Sinds de invoering van het eenheidsstatuut op 1 januari 2014 rees er onduidelijkheid over wat het lot was van dergelijke in het verleden rechtsgeldig gesloten opzeggingsclausules.

De overgangsregel van het eenheidsstatuut voerde immers de welbekende 2 stappen regel in, waarbij het eerste deel van de opzegtermijn wordt berekend in functie van de ononderbroken anciënniteit verworven op 31/12/2013 en dit op basis van de wettelijke, reglementaire en conventionele regels zoals zij van toepassing waren voor het eenheidsstatuut.

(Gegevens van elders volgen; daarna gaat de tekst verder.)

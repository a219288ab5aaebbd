//! Typology command-line front end.
//!
//! Reads selections, edits, answers and banks through `typology-content`,
//! runs them through `typology-core`, and prints JSON or plain text on stdout.
//! Logs go to stderr and are filtered with `RUST_LOG`.
//!
//! # Examples
//!
//! ```bash
//! typology generate data/selections/scholar.toml --edits data/edits/scholar.toml
//! typology diff data/selections/scholar.toml data/selections/diplomat.toml
//! typology quiz data/answers/sample.toml --partial --generate
//! typology questions --strategy deep --format ron > deep.ron
//! ```

mod commands;
mod config;
mod logging;

use anyhow::Result;
use clap::Parser;
use commands::{Context, Diff, Generate, Questions, Quiz, Summary};
use config::CliConfig;

/// Turn personality typology results into character sheets
#[derive(Parser)]
#[command(name = "typology")]
#[command(about = "Typology-to-character rules engine", long_about = None)]
#[command(version)]
struct Cli {
    #[command(subcommand)]
    command: Command,
}

#[derive(Parser)]
enum Command {
    /// Generate a character from a selection
    Generate(Generate),

    /// Print the typology summary of a selection
    Summary(Summary),

    /// Compare two selections' characters
    Diff(Diff),

    /// Score quiz answers
    Quiz(Quiz),

    /// List or export a question bank
    Questions(Questions),
}

fn main() -> Result<()> {
    // Load .env file if it exists (for TYPOLOGY_* and RUST_LOG)
    let _ = dotenvy::dotenv();
    logging::setup_logging();

    let cli = Cli::parse();
    let ctx = Context::new(CliConfig::from_env())?;

    match cli.command {
        Command::Generate(cmd) => cmd.execute(&ctx),
        Command::Summary(cmd) => cmd.execute(&ctx),
        Command::Diff(cmd) => cmd.execute(&ctx),
        Command::Quiz(cmd) => cmd.execute(&ctx),
        Command::Questions(cmd) => cmd.execute(&ctx),
    }
}

#[cfg(test)]
mod tests {
    use super::*;
    use clap::CommandFactory;

    #[test]
    fn cli_definition_is_consistent() {
        Cli::command().debug_assert();
    }

    #[test]
    fn parses_quiz_flags() {
        let cli = Cli::try_parse_from([
            "typology",
            "quiz",
            "answers.toml",
            "--strategy",
            "deep",
            "--partial",
            "--generate",
        ])
        .unwrap();
        assert!(matches!(cli.command, Command::Quiz(_)));

        let cli = Cli::try_parse_from(["typology", "questions", "-s", "Quick"]).unwrap();
        assert!(matches!(cli.command, Command::Questions(_)));

        let err = Cli::try_parse_from(["typology", "quiz", "a.toml", "--strategy", "slow"])
            .err()
            .map(|err| err.to_string())
            .unwrap_or_default();
        assert!(err.contains("expected one of: quick, deep"));
    }
}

Voor de ‘hogere’ en ‘hoogste’ bedienden werd echter een afwijkende regeling ingevoerd die het eerste deel van de opzegtermijn vastlegt op één maand per begonnen jaar van anciënniteit (met een minimum van 3 maanden).

Voor ‘hogere’ en ‘hoogste’ bedienden kon dus volgens een strikte lezing van de wet geen rekening gehouden worden met een geldige opzeggingsclausule overeengekomen voor 1 januari 2014.

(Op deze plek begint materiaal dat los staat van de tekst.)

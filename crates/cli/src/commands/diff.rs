//! Compare two characters.

use std::path::PathBuf;

use anyhow::Result;
use clap::Parser;
use typology_core::{compute_character_diff, generate_character};

use super::Context;

/// Compare the characters generated from two selections
#[derive(Parser)]
pub struct Diff {
    /// First selection file (TOML)
    #[arg(value_name = "A")]
    a: PathBuf,

    /// Second selection file (TOML)
    #[arg(value_name = "B")]
    b: PathBuf,
}

impl Diff {
    pub fn execute(self, ctx: &Context) -> Result<()> {
        let a = generate_character(&ctx.selection(&self.a)?)?;
        let b = generate_character(&ctx.selection(&self.b)?)?;

        let diff = compute_character_diff(&a, &b);
        if diff.is_identical() {
            tracing::info!("characters are identical");
        }
        ctx.emit(&diff)
    }
}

Deze letterlijke lezing van het eenheidsstatuut staat, zoals blijkt uit de memorie van toelichting, haaks op de bedoeling van de wetgever om de opzeggingsclausules die bestaan op 31 december 2013 onveranderd te laten gelden.

De rechtspraak en rechtsleer gingen tot op heden dan ook alle kanten uit. De ene strekking is van oordeel dat een strikte lezing van de wet vereist is en dus geen rekening mag gehouden worden met dergelijke opzeggingsclausules. De andere strekking is van mening dat deze clausules ten volle moeten worden toegepast voor de berekening van het eerste deel (en volgens sommigen zelfs het 2e deel) van de opzegtermijn.

Eindelijk duidelijkheid door het Grondwettelijk Hof

Het Grondwettelijk Hof heeft nu in het arrest van 18 oktober 2018 geoordeeld dat het verschil in behandeling tussen de ‘hogere’ en ‘hoogste’ bedienden in vergelijking met ‘lagere’ bedienden, waarvoor de opzeggingsclausules onder de huidige overgangsregeling wel nog kunnen worden toegepast, een schending van het gelijkheidsbeginsel (artikel 10 en 11 van de Grondwet) inhoudt.

In dit arrest heeft het Grondwettelijk Hof dus een duidelijke richting aangegeven door te oordelen dat het verbieden van de toepassing van dergelijke opzeggingsclausules voor de berekening van de eerste stap van de opzegtermijn ongrondwettelijk is.

Het lot van de opzeggingsclausules

Het staat vast dat de arbeidsrechtbanken en –hoven dit arrest niet naast zich neer kunnen leggen. Zij zullen dus met andere woorden de geldige opzeggingsclausules die bestonden op 31 december 2013 moeten toepassen voor de berekening van de opzegtermijn, zelfs indien ze minder gunstig zijn dan de huidige wettelijke minimumtermijn.

Het lot van de opzeggingsclausules is hiermee echter nog niet helemaal duidelijk. Er is immers nog geen oordeel geveld over de impact van dergelijke clausules op het tweede deel van de opzegtermijn (voor de periode na 1 januari 2014), zeker indien deze clausules gunstiger zijn dan de wettelijke opzegtermijn.

Het is dan ook afwachten welke weg de toekomstige rechtspraak zal inslaan en vooral of onze wetgever het initiatief zal nemen om een wijziging van de wetgeving door te voeren.